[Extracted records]
__________________________________________________
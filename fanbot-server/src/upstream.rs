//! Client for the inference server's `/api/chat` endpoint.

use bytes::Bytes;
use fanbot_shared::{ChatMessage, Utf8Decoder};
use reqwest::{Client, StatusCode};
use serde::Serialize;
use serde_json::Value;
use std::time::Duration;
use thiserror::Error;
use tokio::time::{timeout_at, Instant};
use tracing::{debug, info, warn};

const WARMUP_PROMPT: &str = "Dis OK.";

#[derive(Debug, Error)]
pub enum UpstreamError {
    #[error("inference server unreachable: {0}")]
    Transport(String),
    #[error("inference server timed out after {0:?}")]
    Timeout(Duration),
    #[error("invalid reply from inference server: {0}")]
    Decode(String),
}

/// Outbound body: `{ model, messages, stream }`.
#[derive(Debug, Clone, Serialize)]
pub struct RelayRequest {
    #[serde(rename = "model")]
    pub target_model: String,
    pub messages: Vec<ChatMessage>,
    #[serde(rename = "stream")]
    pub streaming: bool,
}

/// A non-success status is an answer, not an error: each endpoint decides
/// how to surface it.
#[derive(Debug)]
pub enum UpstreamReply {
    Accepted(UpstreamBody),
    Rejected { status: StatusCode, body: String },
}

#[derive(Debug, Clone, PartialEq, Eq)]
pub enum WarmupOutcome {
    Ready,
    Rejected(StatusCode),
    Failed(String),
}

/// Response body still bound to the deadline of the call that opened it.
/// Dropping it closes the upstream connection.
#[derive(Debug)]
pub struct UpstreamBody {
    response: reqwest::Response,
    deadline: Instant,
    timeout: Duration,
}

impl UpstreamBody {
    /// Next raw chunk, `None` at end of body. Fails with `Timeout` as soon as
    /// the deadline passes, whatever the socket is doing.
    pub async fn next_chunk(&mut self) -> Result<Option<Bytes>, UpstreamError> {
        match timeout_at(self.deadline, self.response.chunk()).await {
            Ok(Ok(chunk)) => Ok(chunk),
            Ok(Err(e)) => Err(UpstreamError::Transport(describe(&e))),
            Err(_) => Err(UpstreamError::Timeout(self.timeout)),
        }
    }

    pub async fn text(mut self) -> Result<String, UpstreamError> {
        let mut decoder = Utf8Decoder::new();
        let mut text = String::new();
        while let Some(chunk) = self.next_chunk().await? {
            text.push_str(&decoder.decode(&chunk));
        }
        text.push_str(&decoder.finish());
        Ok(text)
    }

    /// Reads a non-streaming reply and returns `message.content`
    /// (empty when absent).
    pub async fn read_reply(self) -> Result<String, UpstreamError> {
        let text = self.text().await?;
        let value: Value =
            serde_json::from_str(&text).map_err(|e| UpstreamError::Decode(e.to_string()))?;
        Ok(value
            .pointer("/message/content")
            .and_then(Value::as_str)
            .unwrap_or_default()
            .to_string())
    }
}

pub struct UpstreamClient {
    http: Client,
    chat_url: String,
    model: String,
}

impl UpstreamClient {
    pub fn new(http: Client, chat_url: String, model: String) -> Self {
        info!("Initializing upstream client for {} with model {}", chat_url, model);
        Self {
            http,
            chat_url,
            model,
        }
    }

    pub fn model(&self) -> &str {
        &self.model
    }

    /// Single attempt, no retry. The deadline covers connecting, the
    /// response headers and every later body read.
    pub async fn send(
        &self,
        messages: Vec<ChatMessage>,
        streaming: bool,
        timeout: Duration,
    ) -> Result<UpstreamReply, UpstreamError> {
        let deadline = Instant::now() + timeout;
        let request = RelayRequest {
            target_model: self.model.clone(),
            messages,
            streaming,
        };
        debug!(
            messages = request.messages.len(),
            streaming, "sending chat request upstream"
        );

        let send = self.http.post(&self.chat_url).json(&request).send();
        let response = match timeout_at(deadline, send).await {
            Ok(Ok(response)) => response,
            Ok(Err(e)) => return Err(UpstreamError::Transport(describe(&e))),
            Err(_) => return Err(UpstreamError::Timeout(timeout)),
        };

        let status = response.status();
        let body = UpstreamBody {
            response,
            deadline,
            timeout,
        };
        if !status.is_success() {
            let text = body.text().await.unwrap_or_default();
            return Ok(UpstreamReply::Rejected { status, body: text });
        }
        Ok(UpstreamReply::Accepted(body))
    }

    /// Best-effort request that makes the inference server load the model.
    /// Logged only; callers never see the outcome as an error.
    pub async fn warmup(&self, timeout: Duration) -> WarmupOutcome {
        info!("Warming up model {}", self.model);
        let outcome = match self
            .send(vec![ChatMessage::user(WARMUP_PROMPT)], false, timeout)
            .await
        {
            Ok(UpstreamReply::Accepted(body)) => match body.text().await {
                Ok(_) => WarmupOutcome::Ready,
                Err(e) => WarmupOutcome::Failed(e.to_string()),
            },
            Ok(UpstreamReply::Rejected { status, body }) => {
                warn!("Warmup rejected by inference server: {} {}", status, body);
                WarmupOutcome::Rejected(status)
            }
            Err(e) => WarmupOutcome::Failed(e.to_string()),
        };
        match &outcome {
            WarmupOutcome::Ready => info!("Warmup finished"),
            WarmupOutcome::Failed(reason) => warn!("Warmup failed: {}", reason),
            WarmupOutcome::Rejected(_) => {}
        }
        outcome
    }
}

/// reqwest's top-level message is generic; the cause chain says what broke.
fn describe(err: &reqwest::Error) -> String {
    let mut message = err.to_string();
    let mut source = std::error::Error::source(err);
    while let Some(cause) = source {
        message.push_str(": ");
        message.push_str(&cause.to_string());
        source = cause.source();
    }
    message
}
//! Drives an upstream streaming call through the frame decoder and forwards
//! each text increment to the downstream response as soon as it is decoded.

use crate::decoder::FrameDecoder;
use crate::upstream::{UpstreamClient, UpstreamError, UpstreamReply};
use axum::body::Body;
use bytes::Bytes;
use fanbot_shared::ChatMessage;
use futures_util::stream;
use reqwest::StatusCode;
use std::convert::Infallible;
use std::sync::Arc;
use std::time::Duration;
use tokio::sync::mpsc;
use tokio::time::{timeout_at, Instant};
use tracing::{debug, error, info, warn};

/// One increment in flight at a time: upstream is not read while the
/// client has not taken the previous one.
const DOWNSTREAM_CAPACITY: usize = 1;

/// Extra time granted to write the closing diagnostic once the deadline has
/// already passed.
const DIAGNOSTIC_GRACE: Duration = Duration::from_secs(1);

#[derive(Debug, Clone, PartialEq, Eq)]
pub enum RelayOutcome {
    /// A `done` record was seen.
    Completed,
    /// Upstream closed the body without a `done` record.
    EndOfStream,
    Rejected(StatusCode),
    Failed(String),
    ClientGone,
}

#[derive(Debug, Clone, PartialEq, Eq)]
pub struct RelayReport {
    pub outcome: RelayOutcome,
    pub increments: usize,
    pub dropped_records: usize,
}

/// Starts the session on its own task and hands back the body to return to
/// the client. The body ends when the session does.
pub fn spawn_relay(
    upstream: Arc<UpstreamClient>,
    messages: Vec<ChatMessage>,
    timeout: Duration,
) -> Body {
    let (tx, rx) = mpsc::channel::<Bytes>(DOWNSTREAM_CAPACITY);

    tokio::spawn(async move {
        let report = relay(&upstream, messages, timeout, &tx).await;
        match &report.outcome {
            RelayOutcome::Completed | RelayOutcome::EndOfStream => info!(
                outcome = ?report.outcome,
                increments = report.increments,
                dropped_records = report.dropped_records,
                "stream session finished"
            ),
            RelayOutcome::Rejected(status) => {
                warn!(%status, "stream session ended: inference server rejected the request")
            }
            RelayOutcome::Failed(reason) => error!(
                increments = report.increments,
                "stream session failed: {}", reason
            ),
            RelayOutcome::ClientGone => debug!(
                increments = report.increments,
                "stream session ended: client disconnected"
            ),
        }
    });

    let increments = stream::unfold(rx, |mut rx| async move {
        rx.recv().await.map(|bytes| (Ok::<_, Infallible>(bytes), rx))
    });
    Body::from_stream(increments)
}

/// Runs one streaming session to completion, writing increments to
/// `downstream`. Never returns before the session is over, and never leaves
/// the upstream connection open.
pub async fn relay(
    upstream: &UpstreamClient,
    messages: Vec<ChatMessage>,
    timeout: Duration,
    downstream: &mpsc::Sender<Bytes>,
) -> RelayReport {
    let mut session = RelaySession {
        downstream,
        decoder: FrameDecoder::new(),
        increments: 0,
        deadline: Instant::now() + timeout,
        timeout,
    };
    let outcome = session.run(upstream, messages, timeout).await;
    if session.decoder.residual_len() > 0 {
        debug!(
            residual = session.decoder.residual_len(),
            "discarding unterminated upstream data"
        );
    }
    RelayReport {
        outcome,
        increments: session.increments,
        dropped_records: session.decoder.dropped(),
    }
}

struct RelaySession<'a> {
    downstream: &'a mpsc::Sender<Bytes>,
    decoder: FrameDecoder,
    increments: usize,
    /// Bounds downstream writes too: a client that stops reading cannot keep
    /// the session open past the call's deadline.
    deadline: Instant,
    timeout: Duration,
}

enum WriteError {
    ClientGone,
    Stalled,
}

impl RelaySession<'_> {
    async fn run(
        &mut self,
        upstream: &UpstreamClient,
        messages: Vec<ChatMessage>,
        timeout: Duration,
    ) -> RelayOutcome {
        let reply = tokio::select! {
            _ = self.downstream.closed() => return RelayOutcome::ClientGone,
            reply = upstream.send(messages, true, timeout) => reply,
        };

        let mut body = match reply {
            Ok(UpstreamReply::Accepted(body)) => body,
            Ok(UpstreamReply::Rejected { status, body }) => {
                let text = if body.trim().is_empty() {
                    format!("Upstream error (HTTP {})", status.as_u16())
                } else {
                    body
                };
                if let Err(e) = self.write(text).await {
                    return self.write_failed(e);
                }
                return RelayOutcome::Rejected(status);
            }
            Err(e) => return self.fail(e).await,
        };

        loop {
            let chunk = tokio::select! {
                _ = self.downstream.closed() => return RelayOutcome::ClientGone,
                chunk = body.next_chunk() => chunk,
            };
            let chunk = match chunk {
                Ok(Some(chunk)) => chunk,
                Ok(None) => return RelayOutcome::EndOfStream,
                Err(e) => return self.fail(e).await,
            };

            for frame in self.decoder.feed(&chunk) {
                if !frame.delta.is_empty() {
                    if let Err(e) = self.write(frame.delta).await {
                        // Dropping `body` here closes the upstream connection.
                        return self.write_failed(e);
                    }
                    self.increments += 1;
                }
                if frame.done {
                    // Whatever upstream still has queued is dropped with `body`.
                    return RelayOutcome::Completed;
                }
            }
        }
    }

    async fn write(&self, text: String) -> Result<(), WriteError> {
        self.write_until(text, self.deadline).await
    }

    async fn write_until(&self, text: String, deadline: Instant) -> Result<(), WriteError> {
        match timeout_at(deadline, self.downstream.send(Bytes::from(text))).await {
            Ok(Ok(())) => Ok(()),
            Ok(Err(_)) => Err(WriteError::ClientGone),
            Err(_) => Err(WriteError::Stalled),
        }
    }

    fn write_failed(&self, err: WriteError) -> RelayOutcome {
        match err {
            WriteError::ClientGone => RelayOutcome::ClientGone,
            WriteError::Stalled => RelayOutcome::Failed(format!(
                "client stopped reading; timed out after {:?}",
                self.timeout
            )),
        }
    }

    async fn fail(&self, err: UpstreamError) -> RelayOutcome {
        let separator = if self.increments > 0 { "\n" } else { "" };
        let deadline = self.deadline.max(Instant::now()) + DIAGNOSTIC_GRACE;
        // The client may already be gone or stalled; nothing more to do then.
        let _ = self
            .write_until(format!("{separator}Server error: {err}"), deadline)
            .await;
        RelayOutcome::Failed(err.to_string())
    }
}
__________________________________________________
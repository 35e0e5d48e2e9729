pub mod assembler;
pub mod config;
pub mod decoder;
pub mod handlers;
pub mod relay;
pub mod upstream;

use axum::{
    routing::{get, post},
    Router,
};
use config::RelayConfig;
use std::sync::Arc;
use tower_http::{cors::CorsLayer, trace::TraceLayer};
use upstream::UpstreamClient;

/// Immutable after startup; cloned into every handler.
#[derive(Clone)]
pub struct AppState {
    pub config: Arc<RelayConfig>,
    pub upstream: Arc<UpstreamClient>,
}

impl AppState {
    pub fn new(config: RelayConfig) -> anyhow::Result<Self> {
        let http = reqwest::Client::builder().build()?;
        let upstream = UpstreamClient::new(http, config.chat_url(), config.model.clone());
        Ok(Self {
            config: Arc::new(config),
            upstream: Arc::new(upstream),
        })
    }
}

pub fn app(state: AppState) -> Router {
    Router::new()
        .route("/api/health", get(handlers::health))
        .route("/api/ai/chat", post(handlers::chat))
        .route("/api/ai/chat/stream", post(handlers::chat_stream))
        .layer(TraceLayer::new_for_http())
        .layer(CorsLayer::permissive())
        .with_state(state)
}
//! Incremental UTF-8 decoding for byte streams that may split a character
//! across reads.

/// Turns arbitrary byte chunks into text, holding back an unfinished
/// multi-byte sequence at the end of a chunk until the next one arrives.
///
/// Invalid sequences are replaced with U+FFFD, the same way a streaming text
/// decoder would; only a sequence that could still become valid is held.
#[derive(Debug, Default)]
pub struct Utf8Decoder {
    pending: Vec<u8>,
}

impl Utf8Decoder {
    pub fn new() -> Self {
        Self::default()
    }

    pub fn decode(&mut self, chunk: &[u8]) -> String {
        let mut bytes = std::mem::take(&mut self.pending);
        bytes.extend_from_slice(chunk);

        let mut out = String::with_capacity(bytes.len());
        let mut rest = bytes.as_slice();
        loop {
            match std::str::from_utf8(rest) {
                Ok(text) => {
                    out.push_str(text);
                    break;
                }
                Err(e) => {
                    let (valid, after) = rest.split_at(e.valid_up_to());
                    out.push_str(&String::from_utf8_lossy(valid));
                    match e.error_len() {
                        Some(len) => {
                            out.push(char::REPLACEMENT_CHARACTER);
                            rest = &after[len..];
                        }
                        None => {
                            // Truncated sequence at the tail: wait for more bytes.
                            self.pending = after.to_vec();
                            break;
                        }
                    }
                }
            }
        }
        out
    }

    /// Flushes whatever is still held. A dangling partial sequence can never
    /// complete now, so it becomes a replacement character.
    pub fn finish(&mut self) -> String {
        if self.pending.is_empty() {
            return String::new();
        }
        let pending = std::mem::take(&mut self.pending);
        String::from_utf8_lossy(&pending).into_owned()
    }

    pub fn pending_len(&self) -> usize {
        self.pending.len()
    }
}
__________________________________________________
• **REQUIRED ACTION**
Please return all lines above in which the string "const" is found.

• **OUTPUT BELOW**
const WARMUP_PROMPT: &str = "Dis OK.";
const DOWNSTREAM_CAPACITY: usize = 1;
const DIAGNOSTIC_GRACE: Duration = Duration::from_secs(1);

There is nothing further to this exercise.